I was reading that the solar plant being built in the mojave desert (near los angeles) has a problem with water supply. The usage is to keep the mirrors clean and the quantity required is not readily available. Just another example of technology meets resource constraints.

There was a project design planned for Australia awhile back a large tower would draw in the surrounding air up the tower driving generating fans before the air exited out the top. I suspect the sheer size of the tower and the amount of materials required to build it gave pause.

Personally I like what the residents of hurricane prone regions of florida are doing, small solar powering dc freezers and lights.

I doubt water will be a serious constraint for power generation in southern california.

The solar tower idea for Victoria never made it - that one was abandoned a while ago.

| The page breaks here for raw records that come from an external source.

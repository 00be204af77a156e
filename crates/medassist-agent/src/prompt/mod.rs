//! System prompts per query tab.
//!
//! Each [`Tab`] has a template with a `{tools}` placeholder that receives the
//! registry's tool list, one `name: description` entry per tool.
//!
//! # Example
//!
//! ```rust,ignore
//! use medassist_agent::prompt::{system_prompt, Tab};
//!
//! let prompt = system_prompt(Tab::from_tag("alternatives"), &registry);
//! ```

mod tab;

pub use tab::Tab;

use crate::tool::ToolRegistry;

const TOOLS_PLACEHOLDER: &str = "{tools}";

const ALTERNATIVES_TEMPLATE: &str = "\
You are a medical assistant specialized in finding alternative medications.
Your goal is to help users find suitable alternatives to their current medications.

When suggesting alternatives, always:
1. Clearly indicate therapeutic equivalents
2. Mention potential differences in side effects
3. Note any cost differences when available
4. Structure your response in an organized, easy-to-read format
5. Highlight important considerations for switching medications

Available tools:
{tools}

Format your response as a table or structured list for easy readability.
";

const GENERIC_MEDICINES_TEMPLATE: &str = "\
You are a medical assistant specialized in providing information about generic medicine options.
Your goal is to help users understand generic alternatives to brand-name medications.

When providing information about generic medicines, always:
1. Explain the bioequivalence with brand-name versions
2. Highlight any differences in inactive ingredients
3. Discuss cost savings
4. Address common concerns about generics
5. Structure your response in a clear, tabular format when possible

Available tools:
{tools}

Present pricing information and comparisons in an easy-to-understand table format.
";

const MEDICINE_FINDER_TEMPLATE: &str = "\
You are a medical assistant specialized in helping users find specific medications.
Your goal is to help users locate medications they're looking for and provide relevant information.

When helping users find medications, always:
1. Provide comprehensive information about the medication
2. List common uses, dosages, and formulations
3. Note any availability issues or alternatives if the medication is hard to find
4. Structure your response in a clear, organized format
5. Include any relevant warnings or special considerations

Available tools:
{tools}

Present medication information in a structured format with clear headings.
";

/// Raw template for a tab, placeholder included.
pub fn template(tab: Tab) -> &'static str {
    match tab {
        Tab::Alternatives => ALTERNATIVES_TEMPLATE,
        Tab::GenericMedicines => GENERIC_MEDICINES_TEMPLATE,
        Tab::MedicineFinder => MEDICINE_FINDER_TEMPLATE,
    }
}

/// Tool list as it appears in the prompt.
///
/// Entries are `name: description` sorted by name and joined with `"\n- "`.
/// A tool without a description renders as its bare name.
pub fn describe_tools(registry: &ToolRegistry) -> String {
    registry
        .descriptors()
        .into_iter()
        .map(|d| match d.description() {
            "" => d.name().to_string(),
            description => format!("{}: {}", d.name(), description),
        })
        .collect::<Vec<_>>()
        .join("\n- ")
}

/// The system message for `tab` with the registry's tools filled in.
pub fn system_prompt(tab: Tab, registry: &ToolRegistry) -> String {
    template(tab).replace(TOOLS_PLACEHOLDER, &describe_tools(registry))
}

#[cfg(test)]
mod tests {
    use super::*;
    use crate::testing::RecordingInvoker;
    use crate::tool::{ToolDescriptor, ToolSchema};
    use serde_json::json;
    use std::sync::Arc;

    fn registry(tools: &[(&str, Option<&str>)]) -> ToolRegistry {
        let mut registry = ToolRegistry::new();
        for (name, description) in tools {
            registry.register(ToolDescriptor::new(
                Arc::new(RecordingInvoker::ok("")),
                ToolSchema::function(*name, description.map(str::to_string), json!({})),
            ));
        }
        registry
    }

    #[test]
    fn test_every_template_has_placeholder() {
        for tab in Tab::ALL {
            assert_eq!(template(tab).matches(TOOLS_PLACEHOLDER).count(), 1, "{tab}");
        }
    }

    #[test]
    fn test_describe_tools_joins_sorted_entries() {
        let registry = registry(&[
            ("search_generics", Some("Find generics")),
            ("lookup_price", Some("Look up a price")),
        ]);
        assert_eq!(
            describe_tools(&registry),
            "lookup_price: Look up a price\n- search_generics: Find generics"
        );
    }

    #[test]
    fn test_missing_description_renders_name() {
        let registry = registry(&[("ping", None)]);
        assert_eq!(describe_tools(&registry), "ping");
    }

    #[test]
    fn test_empty_registry() {
        let prompt = system_prompt(Tab::MedicineFinder, &ToolRegistry::new());
        assert!(prompt.contains("Available tools:\n\n"));
        assert!(!prompt.contains(TOOLS_PLACEHOLDER));
    }

    #[test]
    fn test_system_prompt_per_tab() {
        let registry = registry(&[("lookup_price", Some("Look up a price"))]);

        let prompt = system_prompt(Tab::Alternatives, &registry);
        assert!(prompt.starts_with("You are a medical assistant specialized in finding alternative"));
        assert!(prompt.contains("Available tools:\nlookup_price: Look up a price\n"));

        let prompt = system_prompt(Tab::GenericMedicines, &registry);
        assert!(prompt.contains("bioequivalence"));

        let prompt = system_prompt(Tab::from_tag("unknown"), &registry);
        assert!(prompt.contains("find specific medications"));
    }
}
//! Completion backend trait, retry helper and mock implementation.

use async_trait::async_trait;
use std::sync::{Arc, Mutex};
use std::time::Duration;

use crate::error::{LlmError, Result};
use crate::types::{ChatCompletionRequest, ChatCompletionResponse, Message};

// ─────────────────────────────────────────────────────────────────────────────
// Shared Retry Logic
// ─────────────────────────────────────────────────────────────────────────────

/// Execute an async operation with exponential backoff retry.
///
/// Only retryable errors (network, rate limit) are retried. A rate limit that
/// names its own delay waits that long instead of the current backoff.
pub async fn with_retry<F, Fut, T>(
    max_retries: u32,
    initial_backoff: Duration,
    backend_name: &str,
    mut f: F,
) -> Result<T>
where
    F: FnMut() -> Fut,
    Fut: std::future::Future<Output = Result<T>>,
{
    let mut backoff = initial_backoff;
    let mut attempt = 0;

    loop {
        match f().await {
            Ok(result) => return Ok(result),
            Err(e) if !e.is_retryable() || attempt >= max_retries => return Err(e),
            Err(e) => {
                let wait = e.retry_after().unwrap_or(backoff);
                attempt += 1;
                tracing::warn!(
                    backend = backend_name,
                    attempt,
                    max_retries,
                    wait_ms = wait.as_millis() as u64,
                    error = %e,
                    "Request failed, retrying"
                );
                tokio::time::sleep(wait).await;
                backoff *= 2;
            }
        }
    }
}

// ─────────────────────────────────────────────────────────────────────────────
// LLM Backend Trait
// ─────────────────────────────────────────────────────────────────────────────

/// A chat completion endpoint.
#[async_trait]
pub trait LlmBackend: Send + Sync {
    /// Execute a completion request and return the full response.
    async fn complete(&self, request: ChatCompletionRequest) -> Result<ChatCompletionResponse>;

    /// Get the name of this backend.
    fn name(&self) -> &str;

    /// Model used when the caller does not pick one.
    fn default_model(&self) -> &str;
}

/// Shared, dynamically dispatched backend.
pub type SharedBackend = Arc<dyn LlmBackend>;

// ─────────────────────────────────────────────────────────────────────────────
// Mock Backend
// ─────────────────────────────────────────────────────────────────────────────

/// A mock backend for testing.
///
/// Returns queued responses in order and records every request. Once the
/// queue is empty, further requests fail with a backend error.
#[derive(Debug)]
pub struct MockBackend {
    name: String,
    model: String,
    responses: Mutex<Vec<Result<ChatCompletionResponse>>>,
    request_log: Mutex<Vec<ChatCompletionRequest>>,
}

impl MockBackend {
    /// Create a mock backend with the given responses.
    pub fn new(responses: Vec<ChatCompletionResponse>) -> Self {
        Self::with_results(responses.into_iter().map(Ok).collect())
    }

    /// Create a mock backend whose replies may include errors.
    pub fn with_results(results: Vec<Result<ChatCompletionResponse>>) -> Self {
        Self {
            name: "mock".to_string(),
            model: "mock-model".to_string(),
            responses: Mutex::new(results),
            request_log: Mutex::new(Vec::new()),
        }
    }

    /// Create a mock backend with a single text response.
    pub fn with_text(text: impl Into<String>) -> Self {
        Self::new(vec![ChatCompletionResponse::from_message(
            "mock-model",
            Message::assistant(text),
        )])
    }

    /// All requests made so far.
    pub fn requests(&self) -> Vec<ChatCompletionRequest> {
        self.request_log
            .lock()
            .unwrap_or_else(|e| e.into_inner())
            .clone()
    }

    /// Number of requests made so far.
    pub fn request_count(&self) -> usize {
        self.request_log
            .lock()
            .unwrap_or_else(|e| e.into_inner())
            .len()
    }
}

#[async_trait]
impl LlmBackend for MockBackend {
    async fn complete(&self, request: ChatCompletionRequest) -> Result<ChatCompletionResponse> {
        self.request_log
            .lock()
            .unwrap_or_else(|e| e.into_inner())
            .push(request);

        let mut responses = self.responses.lock().unwrap_or_else(|e| e.into_inner());
        if responses.is_empty() {
            return Err(LlmError::Backend(
                "MockBackend: no more responses available".to_string(),
            ));
        }
        responses.remove(0)
    }

    fn name(&self) -> &str {
        &self.name
    }

    fn default_model(&self) -> &str {
        &self.model
    }
}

The solar plant Solar Millennium is planning to build in Nevada (and the one you're probably referring to) caused an initial kerfuffle over its water use. Solar Millennium now plans to make it air cooled -- which they should have been politically astute enough to do in the first place, but weren't...

Is humanity high tech enough yet?
Take the LiFePO4 battery for example. Just 18 mm of it "glued" to the back of solar panels covering the same amount of space used for roads and highways, would do the trick IF robotically mass produced on the largest scale possible (and well insulated?). That is, storing a total global electric supply for at least a few days. However, imagine the nations using it as "the solution" only to invent a better, easier to build on a multi-terrawatt scale, longer lasting (with more cycles than the 2,000 to 8,000 or so), battery solution, or even, a cheaper mechanical or thermal storage approach (which is doubtful since "the mechanical" has already been perfected already)...

Do we have time to bet on pure research (and the nasty proprietary issues that follow? Perhaps this is a question for the super computers!

Do we really have a rare earth problem that can stop the whole (really efficient) electric car and turbine future? If so, we will have to sacrifice the (really good wind) turbines to mechanical ones that pump air into bladders deep below in the oceans.

If we are to "do" RE, we must have overcome problems with free trade and such.
~Perhaps this would better ease social tensions~
Big, giant green grids are a must, (I would think). Distributed systems, it seems, would be better if they could share with the rest of the world as they will be cast in intermittantcy too. I like largescale solar and wind. Sure, they may not be perfect but they will evolve into more efficient, (almost) non carbon powerplants capable of exponentiating past the oil economy IF the nimby's and lawyers don't kill 'em off before they can afford the robotic parts factories!

Congress should declare null and void any such "show stopping" litigation (as we could use the install jobs too)!